We performed the meta-analysis following the Preferred Reporting Items for Systematic Reviews and Meta-Analyses statement (16). Primary sources of the reviewed studies, including PubMed, EMBASE and the Cochrane Library were systematically searched for citations from initials through December 2017. The following words were searched through the combinations of the keywords and text words: (ICU OR intensive care unit OR intensive care OR critical care OR critical illness OR postoperative care OR cardiac care facility* OR coronary care OR recovery room OR burn unit OR critically ill OR cardiac care OR cardiac care unit OR CCU) AND (insulin OR blood glucose OR intensive insulin OR glycemic control) AND (randomized OR randomised OR placebo OR randomly OR trial). Three reviewers (F S M, M M and S P) independently conducted online database searches and manual searches of reference lists from potentially eligible articles.

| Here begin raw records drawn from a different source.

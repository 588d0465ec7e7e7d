//! Error types for the regression engine.

use thiserror::Error;

/// Result type for regression operations.
pub type Result<T> = std::result::Result<T, RegressionError>;

/// Errors that can occur while fitting regressions
#[derive(Debug, Error)]
pub enum RegressionError {
    /// Insufficient data for estimation
    #[error("Insufficient data: need at least {required} observations, got {actual}")]
    InsufficientData {
        /// Required number of observations
        required: usize,
        /// Actual number of observations
        actual: usize,
    },

    /// Dimension mismatch
    #[error("Dimension mismatch: expected {expected}, got {actual}")]
    DimensionMismatch {
        /// Expected dimension
        expected: usize,
        /// Actual dimension
        actual: usize,
    },
}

The search strategies for the three databases were provided in Supplementary Methods (see section on supplementary data given at the end of this article).

Eligibility criteria

RCTs evaluating the effects of IGC with conventional glucose control for the management of adult critically ill patients were eligible for inclusion. We involved trials reporting the outcomes like short-term mortality (in-hospital mortality or ICU mortality) or 3- to 6-month mortality, risk of hypoglycemia, sepsis and new need for dialysis.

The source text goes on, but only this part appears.